Por ello, Julio César, tragedia entre tragedias de las shakesperianas, simboliza ese acierto visionario además de la fina percepción del autor ya no sólo por la individualidad del ser sino por el comportamiento de un colectivo, de un grupo que planea y ejecuta y que luego se refugia, o cree refugiarse, en su propia orfandad, desarmado y vencido.

Este “juego de emociones” es, sin dejar nunca de lado el aspecto político, una visión de conjunto que expresa desacuerdos y pactos bajo la mesa. La urgencia de negociar hasta la vida.

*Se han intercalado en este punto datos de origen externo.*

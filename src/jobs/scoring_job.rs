//! Periodic scoring cycle.
//!
//! One run walks the stages Aggregating → Scoring → Persisting →
//! SnapshottingAndPruning → CacheInvalidating. Any stage failure abandons
//! the run: nothing is rolled back, the cache is NOT invalidated (stale
//! cache beats an inconsistent recompute), and the error goes back to the
//! scheduler, which retries on its next tick.

use crate::cache::ViewCache;
use crate::config::Config;
use crate::error::{LeaderboardError, Result};
use crate::metrics;
use crate::models::{CreatorRecord, StatisticsSnapshot};
use crate::services::{CreatorScorer, StatsAggregator};
use crate::store::{CreatorStore, SnapshotStore};
use chrono::{DateTime, Duration as ChronoDuration, Utc};
use futures::stream::{self, StreamExt, TryStreamExt};
use std::fmt;
use std::sync::Arc;
use std::time::{Duration, Instant};
use tokio::sync::Mutex;
use tracing::{error, info, warn};

#[derive(Debug, Clone, Copy, PartialEq, Eq)]
pub enum JobStage {
    Aggregating,
    Scoring,
    Persisting,
    SnapshottingAndPruning,
    CacheInvalidating,
}

impl JobStage {
    pub fn as_str(&self) -> &'static str {
        match self {
            Self::Aggregating => "aggregating",
            Self::Scoring => "scoring",
            Self::Persisting => "persisting",
            Self::SnapshottingAndPruning => "snapshotting_and_pruning",
            Self::CacheInvalidating => "cache_invalidating",
        }
    }
}

impl fmt::Display for JobStage {
    fn fmt(&self, f: &mut fmt::Formatter<'_>) -> fmt::Result {
        write!(f, "{}", self.as_str())
    }
}

/// Outcome of one completed scoring cycle.
#[derive(Debug, Clone)]
pub struct RunSummary {
    pub creators_processed: usize,
    pub snapshots_pruned: u64,
    pub started_at: DateTime<Utc>,
    pub completed_at: DateTime<Utc>,
    pub duration_ms: u64,
}

#[derive(Debug, Clone)]
pub struct ScoringJobConfig {
    pub activity_window_days: i64,
    pub rising_window_days: i64,
    pub retention_days: i64,
    /// Concurrent per-creator score computations within one run.
    pub concurrency: usize,
    /// Wall-clock bound per run; expiry fails the run.
    pub timeout_secs: u64,
}

impl Default for ScoringJobConfig {
    fn default() -> Self {
        Self {
            activity_window_days: 90,
            rising_window_days: 30,
            retention_days: 90,
            concurrency: 16,
            timeout_secs: 300,
        }
    }
}

impl From<&Config> for ScoringJobConfig {
    fn from(config: &Config) -> Self {
        Self {
            activity_window_days: config.scoring.activity_window_days,
            rising_window_days: config.scoring.rising_window_days,
            retention_days: config.scoring.retention_days,
            concurrency: config.scoring.concurrency,
            timeout_secs: config.job.timeout_secs,
        }
    }
}

/// Scoring cycle orchestrator. Holds the only write path to creator scores
/// and snapshots; at most one run executes at a time per process.
pub struct ScoringJob {
    aggregator: StatsAggregator,
    creator_store: Arc<dyn CreatorStore>,
    snapshot_store: Arc<dyn SnapshotStore>,
    scorer: CreatorScorer,
    cache: Option<Arc<dyn ViewCache>>,
    config: ScoringJobConfig,
    run_lock: Mutex<()>,
}

impl ScoringJob {
    pub fn new(
        creator_store: Arc<dyn CreatorStore>,
        snapshot_store: Arc<dyn SnapshotStore>,
        scorer: CreatorScorer,
        cache: Option<Arc<dyn ViewCache>>,
        config: ScoringJobConfig,
    ) -> Self {
        Self {
            aggregator: StatsAggregator::new(Arc::clone(&creator_store)),
            creator_store,
            snapshot_store,
            scorer,
            cache,
            config,
            run_lock: Mutex::new(()),
        }
    }

    /// Run one scoring cycle. Fails fast with `JobAlreadyRunning` when a
    /// run is already in flight; there is no queueing and no retry inside
    /// a run.
    pub async fn run_scoring_cycle(&self) -> Result<RunSummary> {
        let _guard = match self.run_lock.try_lock() {
            Ok(guard) => guard,
            Err(_) => {
                metrics::record_run("rejected");
                return Err(LeaderboardError::JobAlreadyRunning);
            }
        };

        let started_at = Utc::now();
        let started = Instant::now();
        let timeout = Duration::from_secs(self.config.timeout_secs);

        match tokio::time::timeout(timeout, self.execute_cycle(started_at)).await {
            Ok(Ok((creators_processed, snapshots_pruned))) => {
                let summary = RunSummary {
                    creators_processed,
                    snapshots_pruned,
                    started_at,
                    completed_at: Utc::now(),
                    duration_ms: started.elapsed().as_millis() as u64,
                };
                metrics::record_run("success");
                metrics::set_creators_scored(creators_processed);
                info!(
                    creators_processed,
                    snapshots_pruned,
                    duration_ms = summary.duration_ms,
                    "Scoring cycle completed"
                );
                Ok(summary)
            }
            Ok(Err(e)) => {
                metrics::record_run("error");
                error!(error = %e, duration_ms = started.elapsed().as_millis() as u64, "Scoring cycle failed");
                Err(e)
            }
            Err(_) => {
                metrics::record_run("timeout");
                error!(timeout_secs = self.config.timeout_secs, "Scoring cycle timed out");
                Err(LeaderboardError::JobTimeout {
                    seconds: self.config.timeout_secs,
                })
            }
        }
    }

    async fn execute_cycle(&self, now: DateTime<Utc>) -> Result<(usize, u64)> {
        // Aggregating
        let stage_started = Instant::now();
        let stats = self
            .aggregator
            .aggregate(self.config.activity_window_days, now)
            .await?;
        metrics::record_stage_duration(JobStage::Aggregating.as_str(), stage_started.elapsed());
        info!(stage = %JobStage::Aggregating, creators = stats.len(), "Stage completed");

        // Scoring: pure per creator, so computed concurrently. Each creator
        // pairs its fresh statistics with the earliest snapshot inside the
        // rising window as the growth baseline.
        let stage_started = Instant::now();
        let since = now - ChronoDuration::days(self.config.rising_window_days);
        let records: Vec<CreatorRecord> = stream::iter(stats.into_iter().map(|(row, stats)| {
            let snapshot_store = Arc::clone(&self.snapshot_store);
            let scorer = self.scorer.clone();
            async move {
                let previous = snapshot_store
                    .find_previous(row.creator_id, since, now)
                    .await
                    .map_err(|e| {
                        LeaderboardError::Aggregation(format!(
                            "previous snapshot lookup for {}: {}",
                            row.creator_id, e
                        ))
                    })?;

                let creator_score = scorer.creator_score(&stats, row.last_active_at, now);
                let rising_score =
                    scorer.rising_score(&stats, previous.as_ref().map(|p| &p.stats));

                Ok::<CreatorRecord, LeaderboardError>(CreatorRecord {
                    creator_id: row.creator_id,
                    username: row.username,
                    display_name: row.display_name,
                    creator_score,
                    rising_score,
                    stats,
                    updated_at: now,
                })
            }
        }))
        .buffer_unordered(self.config.concurrency.max(1))
        .try_collect()
        .await?;
        metrics::record_stage_duration(JobStage::Scoring.as_str(), stage_started.elapsed());
        info!(stage = %JobStage::Scoring, creators = records.len(), "Stage completed");

        // Persisting
        let stage_started = Instant::now();
        if !records.is_empty() {
            self.creator_store
                .upsert_scores(&records)
                .await
                .map_err(|e| LeaderboardError::Persistence(format!("score upsert: {}", e)))?;
        }
        metrics::record_stage_duration(JobStage::Persisting.as_str(), stage_started.elapsed());
        info!(stage = %JobStage::Persisting, "Stage completed");

        // Snapshotting and pruning. Pruning is unconditional: it runs even
        // when this cycle found zero creators.
        let stage_started = Instant::now();
        if !records.is_empty() {
            let snapshots: Vec<StatisticsSnapshot> = records
                .iter()
                .map(|record| StatisticsSnapshot {
                    creator_id: record.creator_id,
                    stats: record.stats.clone(),
                    created_at: now,
                })
                .collect();
            self.snapshot_store
                .append_snapshots(&snapshots)
                .await
                .map_err(|e| LeaderboardError::Persistence(format!("snapshot append: {}", e)))?;
        }
        let cutoff = now - ChronoDuration::days(self.config.retention_days);
        let snapshots_pruned = self
            .snapshot_store
            .prune_older_than(cutoff)
            .await
            .map_err(|e| LeaderboardError::Persistence(format!("snapshot pruning: {}", e)))?;
        metrics::add_snapshots_pruned(snapshots_pruned);
        metrics::record_stage_duration(
            JobStage::SnapshottingAndPruning.as_str(),
            stage_started.elapsed(),
        );
        info!(stage = %JobStage::SnapshottingAndPruning, snapshots_pruned, "Stage completed");

        // Cache invalidating: reached only after every write stage
        // succeeded. A cache outage here is logged and swallowed; the view
        // keys expire by TTL and the data upstream is already consistent.
        let stage_started = Instant::now();
        if let Some(cache) = &self.cache {
            if let Err(e) = cache.invalidate_all().await {
                warn!(error = %e, "Cache invalidation failed, stale views will expire by TTL");
            }
        }
        metrics::record_stage_duration(
            JobStage::CacheInvalidating.as_str(),
            stage_started.elapsed(),
        );

        Ok((records.len(), snapshots_pruned))
    }
}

¿Qué es Julio César sino la puesta al día permanente del ocaso de un régimen y el nacimiento inmediato o más aun la imposición de otro modelo? Es lo que sucedió en el siglo XX, con asesinatos de gobernantes, con cambios de ideologías, con nuevas aperturas y abandono de modelos, con invasiones y guerras, con violaciones de derechos humanos. El mundo como una tragedia es un concepto que va más allá, que se impone al aparente acto un tanto más simple del grupo de conspiradores. No hay verdad a medias, todo queda explícito, todos, al mismo tiempo, pertenecen a un movimiento y están al margen de un orden. Como si se exiliaran de él sin quererlo o, en todo caso, resultan en esa condición como producto de sus acciones personales.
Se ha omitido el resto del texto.